HHSで感染症が誘引になるケースは多く、肺炎や尿路感染症が一般的です。(BMJ. 2019; 365: I1114.)
感染があっても発熱を呈さないことが多く、DKA/HHSではほとんどの症例で感染症のワークアップは必要になります。
薬剤性としては、ステロイド、SGLT-2阻害薬、非定型抗精神病薬(クロザピン、オランザピン、リスペリドン、など)、インターフェロン、交感神経刺激薬(ドブタミン、テルブタミン、など)、サイアザイド系利尿薬、ペンタミジン、免疫チェックポイント阻害薬、などが被疑薬になります。(Am Fam Physician. 2013; 87: 337-46.)
SGLT-2阻害薬は正常血糖ケトアシドーシスの原因として有名です。そのほか、妊娠、食事摂取不良、などがあると正常血糖ケトアシドーシスをきたしうるとされています。
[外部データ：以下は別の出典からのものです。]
//! The variable model (spec component C1): the atoms a live-variables
//! analysis tracks.
//!
//! Grounded in the reference implementation's `vars.py`: a closed,
//! non-extensible set of three variable kinds, plus the two constructors
//! (`stack_var`, `memory_location`) that recognize a stack/base-pointer
//! relative address and fall back to an opaque `MemoryLocation` otherwise.

use crate::common::{Addr, Offset};
use crate::front::arch::Arch;
use crate::front::ir::{Const, Expr, IrType};
use crate::middle::context::ExecutionCtx;

/// A variable the analysis can track liveness for.
///
/// Closed by design (spec invariant: the variable model is not meant to be
/// extended by callers) — everything the core needs to reason about is
/// either a register-file slot, a local stack slot, or an opaque memory
/// region.
#[derive(Clone, Debug, PartialEq, Eq, Hash, PartialOrd, Ord)]
pub enum Var {
    /// A register-file slot, identified by its byte offset and size.
    Register { offset: Offset, size: u32 },
    /// A function-local stack slot. `offset` is relative to the function's
    /// stack pointer at entry, which is defined to be zero; negative offsets
    /// are locals, non-negative offsets are incoming stack arguments.
    StackVar { fn_addr: Addr, offset: Offset, size: u32 },
    /// An arbitrary memory region whose address could not be resolved to a
    /// stack-relative offset. `addr` is kept as the IR expression that
    /// computed it (the reference implementation stores the same thing)
    /// rather than an evaluated address, since the core does no concrete
    /// evaluation.
    MemoryLocation { addr: Box<Expr>, size: u32 },
}

impl Var {
    pub fn register(offset: Offset, size: u32) -> Var {
        Var::Register { offset, size }
    }

    pub fn stack_var(fn_addr: Addr, offset: Offset, size: u32) -> Var {
        Var::StackVar { fn_addr, offset, size }
    }

    pub fn memory_location(addr: Expr, size: u32) -> Var {
        Var::MemoryLocation { addr: Box::new(addr), size }
    }

    /// Do two variables denote overlapping storage?
    ///
    /// Only `StackVar`s can be partially aliased this way (registers and
    /// memory locations are compared structurally everywhere else in the
    /// core); two stack vars overlap when their byte ranges intersect within
    /// the same function's frame.
    pub fn overlaps(&self, other: &Var) -> bool {
        match (self, other) {
            (
                Var::StackVar { fn_addr: fa, offset: oa, size: sa },
                Var::StackVar { fn_addr: fb, offset: ob, size: sb },
            ) => fa == fb && *oa < ob + *sb as Offset && *ob < oa + *sa as Offset,
            _ => self == other,
        }
    }

    pub fn human_name(&self, arch: &dyn Arch) -> String {
        match self {
            Var::Register { offset, size } => arch.translate_register_name(*offset, *size),
            Var::StackVar { fn_addr, offset, size } => {
                format!("stack[0x{fn_addr:x}][{offset}:{size}]")
            }
            Var::MemoryLocation { addr, size } => format!("mem[{addr:?}:{size}]"),
        }
    }
}

/// If `addr` is a stack- or base-pointer-relative expression, the `StackVar`
/// it denotes. `None` if it isn't recognized as such (it might still be a
/// valid address; see `memory_location`).
///
/// Recognizes two shapes, matching the reference implementation exactly:
/// a bare `Get(sp|bp)`, or a `Binop(Add|Sub, Get(sp|bp), Const)` in either
/// argument order.
pub fn stack_var(addr: &Expr, ctx: &ExecutionCtx, arch: &dyn Arch, ty: IrType) -> Option<Var> {
    let size = arch.type_size_bytes(ty);

    match addr {
        Expr::Get { offset, .. } if *offset == arch.sp_offset() => {
            Some(Var::stack_var(ctx.fn_addr(), ctx.stack_ptr(), size))
        }
        Expr::Get { offset, .. } if *offset == arch.bp_offset() => {
            ctx.base_ptr().map(|bp| Var::stack_var(ctx.fn_addr(), bp, size))
        }
        Expr::Binop { op, args } if args.len() == 2 => {
            let sign: Offset = if is_add_op(op) {
                1
            } else if is_sub_op(op) {
                -1
            } else {
                return None;
            };

            let (reg, konst) = match (&args[0], &args[1]) {
                (Expr::Get { offset, .. }, Expr::Const(c)) => (*offset, c),
                (Expr::Const(c), Expr::Get { offset, .. }) => (*offset, c),
                _ => return None,
            };

            let delta = sign * konst.as_i64();

            if reg == arch.sp_offset() {
                Some(Var::stack_var(ctx.fn_addr(), ctx.stack_ptr() + delta, size))
            } else if reg == arch.bp_offset() {
                ctx.base_ptr().map(|bp| Var::stack_var(ctx.fn_addr(), bp + delta, size))
            } else {
                None
            }
        }
        _ => None,
    }
}

fn is_add_op(op: &str) -> bool {
    matches!(op, "Add8" | "Add16" | "Add32" | "Add64")
}

fn is_sub_op(op: &str) -> bool {
    matches!(op, "Sub8" | "Sub16" | "Sub32" | "Sub64")
}

/// The variable denoted by interpreting `addr` as a memory address: a
/// `StackVar` if it is stack/base-pointer relative, otherwise an opaque
/// `MemoryLocation` over the unresolved address expression.
pub fn memory_location(addr: &Expr, ctx: &ExecutionCtx, arch: &dyn Arch, ty: IrType) -> Var {
    match stack_var(addr, ctx, arch, ty) {
        Some(v) => v,
        None => Var::memory_location(addr.clone(), arch.type_size_bytes(ty)),
    }
}
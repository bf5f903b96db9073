//! Typed errors for programming-error conditions (spec §7).
//!
//! These are never recovered: they indicate that an invariant the core
//! relies on (a well-formed supergraph, a state of the expected kind, a
//! node present in the driver's state map) has been breached, almost
//! always by a bug in the caller or in the supergraph builder itself.
//! Contrast with "lift gaps" (an unimplemented `Stmt`/`Expr` variant, an
//! unrecognized SP/BP arithmetic pattern), which are handled by treating the
//! affected variable set as empty and emitting a `Diagnostic` (see
//! `back::diagnostic`), not by returning an `Err` here.

use crate::common::Addr;
use crate::middle::supergraph::DummyKind;
use thiserror::Error;

/// A result type for fallible core operations.
pub type AnalysisResult<T> = Result<T, AnalysisError>;

#[derive(Debug, Error)]
pub enum AnalysisError {
    /// A dummy node's matching counterpart (call <-> ret) is missing from the
    /// supergraph. Every call-ending block must have been given both a
    /// `Call` and a `Ret` dummy node sharing the same parent block.
    #[error("dummy {kind} node for parent block 0x{parent_block:x} has no matching counterpart")]
    UnmatchedDummyPair { parent_block: Addr, kind: DummyKind },

    /// The fixpoint driver was asked to run the transfer function on a node
    /// that does not carry a basic block (a dummy node, or a simprocedure).
    #[error("expected a block-bearing node, found {found}")]
    WrongNodeKind { found: &'static str },

    /// A supergraph node the driver is visiting has no entry in the per-node
    /// state map. This can only happen if the driver was seeded with a
    /// worklist containing nodes outside the supergraph it was built from.
    #[error("no state recorded for node {node_desc}")]
    MissingState { node_desc: String },

    /// Lifting a block's bytes into IR failed. Surfaced only when the driver
    /// is constructed with `fail_fast = true`; otherwise the block is
    /// skipped and a `Diagnostic` is emitted instead (spec §7).
    #[error("failed to lift block at 0x{addr:x}: {reason}")]
    LiftFailure { addr: Addr, reason: String },
}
また免疫チェックポイント阻害薬はirAEとして1型糖尿病を起こす可能性があり(症例の約1%)、うち約半分でDKAをきたすという報告もあります。(PMID 25905280)
症状
DKAもHHSも高血糖による症状が先行し、DKAあるいはHHSを発症し、特徴的な症状をきたす、という流れになります。
高血糖による症状として代表的なのは、多飲、多尿、疲労感、体重減少、などです。
正常血糖ケトアシドーシスでは高血糖による症状をきたさない場合もあります。
こういった症状をきたしながら、DKAあるいはHHSを発症します。
DKAではKussmaul呼吸や腹痛が見られるようになります。これはいずれもケトアシドーシスの結果です。つまり、ケトアシドーシスが存在するDKAでは頻繁に見られますが、ケトアシドーシスはないHHSでは見られにくい症状になります。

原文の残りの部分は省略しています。